Tuesday December 8. Plunging oil prices has left U.S. stocks firmly in negative territory. Shares of miners and energy companies were pushed down by a progressive slide in oil prices and fears of an economic slowdown based on China’s weak data.

For the first time since 2009, the crude in U.S. saw an alarming drop of $37 per barrel. Miner Freeport McMoran fell to around 3.6 percent, while Chevron and Exxon dropped by more than 3 percent. Exxon was the second-biggest drag on the Dow and the biggest on the S&P.

This troubling data has left Investors worried about the fall in oil prices, which evidently suggests weak demand globally.

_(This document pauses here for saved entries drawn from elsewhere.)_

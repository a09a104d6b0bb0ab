//! Trade settlement: turning a matched fill into canonical transfers.
//!
//! ## Model
//!
//! Every fill settles at the maker's limit price; the right-asset
//! volume is `quantity * price / SCALE`, and both fees are charged on
//! that volume in the right asset, each side at its own per-order rate
//! snapshot.
//!
//! A cross-account fill expands into four canonical transfers: the
//! seller delivers the left asset, the buyer delivers the right asset,
//! and each side pays its fee to the fee account. Principal transfers
//! release the payer's frozen commitment and debit the spend from the
//! freed balance; a buy commitment carries fee headroom, so the fee
//! transfer that follows draws on the released surplus.
//!
//! A self-trade (taker and maker on one account) degenerates: no asset
//! moves, so the principal transfers collapse into pure commitment
//! releases and the two fee transfers merge into one combined fee leg.
//!
//! The final fill of an order releases its entire remaining commitment,
//! so rounding dust never stays frozen.
//!
//! Each transfer is afterwards executed through the account tree with
//! the same prove-mutate-prove bracket as a manual transfer, which is
//! what keeps the witness shape uniform across operation kinds.

use crate::error::{KernelError, Result};
use crate::types::amount::{self, Amount};
use crate::types::{AccountId, Side, SpotOrder, TokenId};

/// One canonical transfer of a settlement.
///
/// `release` is taken out of the payer's frozen commitment before the
/// debit; the debit then draws on the freed balance. A transfer with
/// `from == to` moves no value and exists only for its release.
#[derive(Debug, Clone, Copy, PartialEq, Eq)]
pub struct SettlementTransfer {
    pub from: AccountId,
    pub to: AccountId,
    pub token: TokenId,
    pub amount: Amount,
    pub release: Amount,
}

/// The canonical transfers and derived quantities of one settled fill.
#[derive(Debug, Clone)]
pub struct TradeSettlement {
    /// Canonical order: seller principal, buyer principal, taker fee,
    /// maker fee. Zero-amount fee transfers are omitted; a self-trade
    /// carries the combined fee as a single transfer.
    pub transfers: Vec<SettlementTransfer>,
    /// Right-asset volume at the execution price.
    pub right_amount: Amount,
    pub taker_fee: Amount,
    pub maker_fee: Amount,
    /// Commitment released from the taker's frozen balance.
    pub taker_release: Amount,
    /// Commitment released from the maker's frozen balance.
    pub maker_release: Amount,
    pub self_trade: bool,
}

/// Compute the settlement for a fill of `quantity` between an incoming
/// taker and a resting maker.
///
/// `taker_completed` marks the taker's final fill, which releases its
/// whole remaining commitment; the maker side is derived from the fill
/// exhausting `maker.balance`.
pub fn settle_trade(
    taker: &SpotOrder,
    maker: &SpotOrder,
    quantity: Amount,
    taker_completed: bool,
    fee_account: AccountId,
) -> Result<TradeSettlement> {
    if quantity == 0 || quantity > maker.balance || quantity > taker.balance {
        return Err(KernelError::InvalidAmount(format!(
            "fill quantity {} outside order balances",
            quantity
        )));
    }
    debug_assert_eq!(taker.pair, maker.pair);
    debug_assert_eq!(taker.side, maker.side.opposite());

    let pair = taker.pair;
    let price = maker.price;
    let right_amount = amount::mul_by_price(quantity, price)?;
    let taker_fee = amount::apply_rate(right_amount, taker.taker_rate)?;
    let maker_fee = amount::apply_rate(right_amount, maker.maker_rate)?;

    let maker_completed = quantity == maker.balance;
    let taker_release = release_for(taker, quantity, taker_completed)?;
    let maker_release = release_for(maker, quantity, maker_completed)?;

    let (buyer, seller) = match taker.side {
        Side::Buy => (taker, maker),
        Side::Sell => (maker, taker),
    };
    let (buyer_release, seller_release) = if buyer.order_id == taker.order_id {
        (taker_release, maker_release)
    } else {
        (maker_release, taker_release)
    };

    let self_trade = taker.account_id == maker.account_id;
    let mut transfers = Vec::with_capacity(4);
    if self_trade {
        // No asset movement: the principal transfers collapse to their
        // releases, and one combined fee transfer covers both sides.
        transfers.push(SettlementTransfer {
            from: seller.account_id,
            to: seller.account_id,
            token: pair.left,
            amount: 0,
            release: seller_release,
        });
        transfers.push(SettlementTransfer {
            from: buyer.account_id,
            to: buyer.account_id,
            token: pair.right,
            amount: 0,
            release: buyer_release,
        });
        let combined_fee = amount::checked_add(taker_fee, maker_fee)?;
        if combined_fee > 0 {
            transfers.push(SettlementTransfer {
                from: taker.account_id,
                to: fee_account,
                token: pair.right,
                amount: combined_fee,
                release: 0,
            });
        }
    } else {
        transfers.push(SettlementTransfer {
            from: seller.account_id,
            to: buyer.account_id,
            token: pair.left,
            amount: quantity,
            release: seller_release,
        });
        transfers.push(SettlementTransfer {
            from: buyer.account_id,
            to: seller.account_id,
            token: pair.right,
            amount: right_amount,
            release: buyer_release,
        });
        if taker_fee > 0 {
            transfers.push(SettlementTransfer {
                from: taker.account_id,
                to: fee_account,
                token: pair.right,
                amount: taker_fee,
                release: 0,
            });
        }
        if maker_fee > 0 {
            transfers.push(SettlementTransfer {
                from: maker.account_id,
                to: fee_account,
                token: pair.right,
                amount: maker_fee,
                release: 0,
            });
        }
    }

    Ok(TradeSettlement {
        transfers,
        right_amount,
        taker_fee,
        maker_fee,
        taker_release,
        maker_release,
        self_trade,
    })
}

/// Commitment released by this fill: the pro-rata commitment at the
/// order's own limit price (fee headroom included on the buy side), or
/// the whole remainder on the final fill.
fn release_for(order: &SpotOrder, quantity: Amount, is_final: bool) -> Result<Amount> {
    if is_final {
        return Ok(order.frozen);
    }
    Ok(order.commitment_for(quantity)?.min(order.frozen))
}

// ============================================================================
// Unit Tests
// ============================================================================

On 9:46 a.m. Eastern time, the Dow Jones Industrial average .DJI dropped by 1.01 percent – at 17,551.23, or 179.28 points. The S&P 500 .SPX dropped down to 0.82 percent – at 2,060.04, or 17.03 points. And the Nasdaq Composite .IXIC dropped down to 0.7 percent – at 5,066.29, or 35.52 points.

All the 10 major main S&P sectors dropped to a lower percentage with the materials index .SPLRCM dropping down by 1.61 percent. The energy index’s .SPNY also dropped to 3.29 percent, topping the list of decliners.

According to data reports, China’s imports fell for the 13th consecutive month to a low 8.7 percent in November compared to the previous year.

The central bank is expected to increase interest rates for the first time since June 2006 and investors are eagerly awaiting the U.S. Federal Reserve’s meeting which should take place around December 15-16.

Federal funds futures contracts FFcm1 suggest an 80 percent chance that the Fed will end seven years of almost nil interest rates. According to Scott Brown, chief economist at Raymond James in St. Petersburg he says that the Fed is still leaning heavily towards a rate hike, but it’s not confirmed yet.